Williams, who also won alongside Pinsent and James Cracknell four years ago, said the effort in the closing stages was "primeval".

 

He said: "That was very tough, I am absolutely delighted.

 

"For the last four to five months our coach Jurgen Grobler has told us, 'There's no-one who can beat you', but some days you don't feel like that.

 

"I didn't realise we were ahead until very close to the finish.

 

"I just had a sniff that we could do it in the last 200m.

 

"The last 10-15 strokes were phenomenal.

 

"It was beyond skill, it was just something primeval."

 

Recent recruit to the boat James added: "I nearly blacked out in the last 250m."

 

Earlier, Wells and Rowbotham had pushed their opposition close, finishing just 1.33 seconds behind gold medallists David Crawshaw and Scott Brennan from Australia and Estonia's Tonu Endrekson and Juri Jaanson.

 

Rowbotham said: "We dreamed about winning the gold medal before the regatta.

 

“We knew it was going to be a very good race.

 

“It’s very disappointing not to get the gold, and extremely disappointing not to get the silver - but we’d never pass up an Olympic medal.

 

“However I’m so proud of what me and Matt have achieved over the past three years and the results have paid off - we’re delighted.”

 

Wells said: “On just the last couple of strokes we were hanging on in there and I thought we had it.

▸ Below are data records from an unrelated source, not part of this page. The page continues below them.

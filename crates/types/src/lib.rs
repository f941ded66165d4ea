//! Core types module - shared data structures and constants
//!
//! This module defines the fundamental types used throughout the workspace.
//! All types are plain data with no required dependencies, so they can be used
//! by the gameplay core, input mapping and any renderer alike. Enable the
//! `serde` feature to derive `Serialize`/`Deserialize`.
//!
//! # Board Dimensions
//!
//! - **Width**: 10 columns (indexed 0-9)
//! - **Height**: 20 rows (indexed 0-19, top to bottom)
//! - **Spawn position**: (3, 0), centering a 4x4 shape mask
//!
//! # Timing Constants
//!
//! Two timing domains drive the game:
//!
//! | Constant | Value | Domain | Description |
//! |----------|-------|--------|-------------|
//! | `TICK_MS` | 16 | wall clock | Nominal frame interval for drivers (~60 FPS) |
//! | `DROP_INTERVALS` | 1000..65 | wall clock | Gravity per level (ms per row) |
//! | `HIGHLIGHT_FRAMES` | 12 | frames | Line-clear highlight phase |
//! | `DISSOLVE_FRAMES` | 12 | frames | Line-clear dissolve phase |
//! | `COLLAPSE_FRAMES` | 6 | frames | Line-clear collapse phase |
//!
//! # Examples
//!
//! ```
//! use blockfall_types::{PieceKind, Rotation, GameAction, BOARD_WIDTH, BOARD_HEIGHT};
//!
//! let piece = PieceKind::T;
//! assert_eq!(PieceKind::from_str("t"), Some(piece));
//! assert_eq!(PieceKind::from_index(piece.index()), Some(piece));
//!
//! assert_eq!(Rotation::North.rotate_cw(), Rotation::East);
//! assert_eq!(Rotation::West.rotate_cw(), Rotation::North);
//!
//! assert_eq!(BOARD_WIDTH, 10);
//! assert_eq!(BOARD_HEIGHT, 20);
//! ```

#[cfg(feature = "serde")]
use serde::{Deserialize, Serialize};

/// Board width in cells (10 columns)
pub const BOARD_WIDTH: u8 = 10;

/// Board height in cells (20 rows)
pub const BOARD_HEIGHT: u8 = 20;

/// Side length of the square shape mask every piece rotation is stored in.
pub const MASK_SIZE: usize = 4;

/// Default spawn column (centers a 4-wide mask on a 10-wide board).
pub const SPAWN_X: i8 = (BOARD_WIDTH as i8 - MASK_SIZE as i8) / 2;

/// Default spawn row (top of the visible field).
pub const SPAWN_Y: i8 = 0;

/// Nominal frame interval for tick drivers in milliseconds (16ms ≈ 60 FPS).
pub const TICK_MS: u32 = 16;

/// Lowest level a match can start at.
pub const MIN_LEVEL: u32 = 1;

/// Highest reachable level. Level-ups past this are ignored.
pub const MAX_LEVEL: u32 = 20;

/// Gravity by level (milliseconds per row).
///
/// Index 0 = level 1. Levels above `MAX_LEVEL` use the last entry.
pub const DROP_INTERVALS: [u32; MAX_LEVEL as usize] = [
    1000, 800, 650, 500, 400, 320, 250, 200, 160, 140, 120, 110, 100, 95, 90, 85, 80, 75, 70, 65,
];

/// Frames spent highlighting completed rows.
pub const HIGHLIGHT_FRAMES: u32 = 12;

/// Frames spent dissolving completed rows.
pub const DISSOLVE_FRAMES: u32 = 12;

/// Frames spent collapsing the stack; compaction happens on the last one.
pub const COLLAPSE_FRAMES: u32 = 6;

/// Line clear scoring table.
///
/// Base points for clearing N rows at once, multiplied by the current level:
/// - 1 row: 100
/// - 2 rows: 300
/// - 3 rows: 500
/// - 4 rows: 800 (Tetris)
pub const LINE_SCORES: [u32; 5] = [0, 100, 300, 500, 800];

/// Most rows a single lock can complete (height of the tallest piece).
pub const MAX_CLEAR_ROWS: usize = 4;

/// Wall kick offsets tried in order when a rotation collides in place.
pub const KICK_OFFSETS: [(i8, i8); 5] = [(1, 0), (-1, 0), (0, -1), (2, 0), (-2, 0)];


/// The seven tetromino piece kinds
///
/// The declaration order is the stable color index used by renderers and
/// snapshots: I=0, J=1, L=2, O=3, S=4, Z=5, T=6.
#[derive(Debug, Clone, Copy, PartialEq, Eq, Hash, PartialOrd, Ord)]
#[cfg_attr(feature = "serde", derive(Serialize, Deserialize))]
pub enum PieceKind {
    I,
    J,
    L,
    O,
    S,
    Z,
    T,
}

impl PieceKind {
    /// Number of piece kinds.
    pub const COUNT: usize = 7;

    /// All kinds in index order.
    pub const ALL: [PieceKind; Self::COUNT] = [
        PieceKind::I,
        PieceKind::J,
        PieceKind::L,
        PieceKind::O,
        PieceKind::S,
        PieceKind::Z,
        PieceKind::T,
    ];

    /// Stable index in `[0, 7)`.
    pub fn index(self) -> usize {
        self as usize
    }

    /// Inverse of [`PieceKind::index`].
    pub fn from_index(index: usize) -> Option<Self> {
        Self::ALL.get(index).copied()
    }

    /// Parse piece kind from string (case-insensitive)
    ///
    /// # Examples
    ///
    /// ```
    /// use blockfall_types::PieceKind;
    ///
    /// assert_eq!(PieceKind::from_str("i"), Some(PieceKind::I));
    /// assert_eq!(PieceKind::from_str("O"), Some(PieceKind::O));
    /// assert_eq!(PieceKind::from_str("unknown"), None);
    /// ```
    pub fn from_str(s: &str) -> Option<Self> {
        match s.to_lowercase().as_str() {
            "i" => Some(PieceKind::I),
            "j" => Some(PieceKind::J),
            "l" => Some(PieceKind::L),
            "o" => Some(PieceKind::O),
            "s" => Some(PieceKind::S),
            "z" => Some(PieceKind::Z),
            "t" => Some(PieceKind::T),
            _ => None,
        }
    }

    /// Convert to lowercase string representation
    pub fn as_str(&self) -> &'static str {
        match self {
            PieceKind::I => "i",
            PieceKind::J => "j",
            PieceKind::L => "l",
            PieceKind::O => "o",
            PieceKind::S => "s",
            PieceKind::Z => "z",
            PieceKind::T => "t",
        }
    }
}

/// Rotation states, cycling clockwise North → East → South → West → North.
///
/// `North` is the spawn orientation.
#[derive(Debug, Clone, Copy, PartialEq, Eq, Hash)]
#[cfg_attr(feature = "serde", derive(Serialize, Deserialize))]
pub enum Rotation {
    North,
    East,
    South,
    West,
}

impl Rotation {
    /// Rotate clockwise (90°)
    ///
    /// # Examples
    ///
    /// ```
    /// use blockfall_types::Rotation;
    ///
    /// assert_eq!(Rotation::North.rotate_cw(), Rotation::East);
    /// assert_eq!(Rotation::East.rotate_cw(), Rotation::South);
    /// assert_eq!(Rotation::South.rotate_cw(), Rotation::West);
    /// assert_eq!(Rotation::West.rotate_cw(), Rotation::North);
    /// ```
    pub fn rotate_cw(&self) -> Self {
        match self {
            Rotation::North => Rotation::East,
            Rotation::East => Rotation::South,
            Rotation::South => Rotation::West,
            Rotation::West => Rotation::North,
        }
    }

    /// Rotation state as `0..4`.
    pub fn index(self) -> usize {
        match self {
            Rotation::North => 0,
            Rotation::East => 1,
            Rotation::South => 2,
            Rotation::West => 3,
        }
    }

    /// Inverse of [`Rotation::index`], wrapping modulo 4.
    pub fn from_index(index: usize) -> Self {
        match index % 4 {
            0 => Rotation::North,
            1 => Rotation::East,
            2 => Rotation::South,
            _ => Rotation::West,
        }
    }
}

/// Direction of a single movement request.
#[derive(Debug, Clone, Copy, PartialEq, Eq, Hash)]
#[cfg_attr(feature = "serde", derive(Serialize, Deserialize))]
pub enum Direction {
    /// One column left
    Left,
    /// One column right
    Right,
    /// One row down
    Down,
    /// Straight to the lowest valid row, then lock
    Drop,
}

impl Direction {
    /// Origin offset of one step in this direction.
    ///
    /// `Drop` repeats the `Down` step until it fails.
    pub fn offset(self) -> (i8, i8) {
        match self {
            Direction::Left => (-1, 0),
            Direction::Right => (1, 0),
            Direction::Down | Direction::Drop => (0, 1),
        }
    }
}

/// Game actions that can be applied to modify game state
///
/// Input dispatchers translate raw input into these; the session maps each
/// one onto a move, rotate, hold or lifecycle call.
#[derive(Debug, Clone, Copy, PartialEq, Eq)]
#[cfg_attr(feature = "serde", derive(Serialize, Deserialize))]
pub enum GameAction {
    /// Move piece one cell left
    MoveLeft,
    /// Move piece one cell right
    MoveRight,
    /// Move piece one cell down
    SoftDrop,
    /// Drop piece to its lowest valid position and lock it
    HardDrop,
    /// Rotate piece 90° clockwise (with wall kicks)
    Rotate,
    /// Swap the active piece with the hold slot (once per piece)
    Hold,
    /// Toggle pause state
    Pause,
    /// Start a new game
    Restart,
}

/// A cell on the game board
///
/// - `None`: Empty cell
/// - `Some(PieceKind)`: Cell filled with the specified piece kind
pub type Cell = Option<PieceKind>;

Then they were coming and coming and I was thinking, ‘Line please come, line'.

 

“I think the Australians did something very special there.

 

"Going into the regatta they looked very good all the way through but we had a really good race so I’m pleased.”

 

Laverick and Bebington had conjured up a storming surge to take the bronze in a dramatic finish to the women's doubles sculls.

 

The pair missed out on gold by just 0.23 of a second as the New Zealand crew of identical twins Caroline and Georgina Evers-Swindells defended the title they won in Athens by the narrowest of margins, beating the German boat by just one-hundredth of a second.

 

Bebington said: "If you'd told us yesterday that we would have been in a position where we might have won a silver medal I would have laughed at you.

 

"We're absolutely over the moon, it's amazing."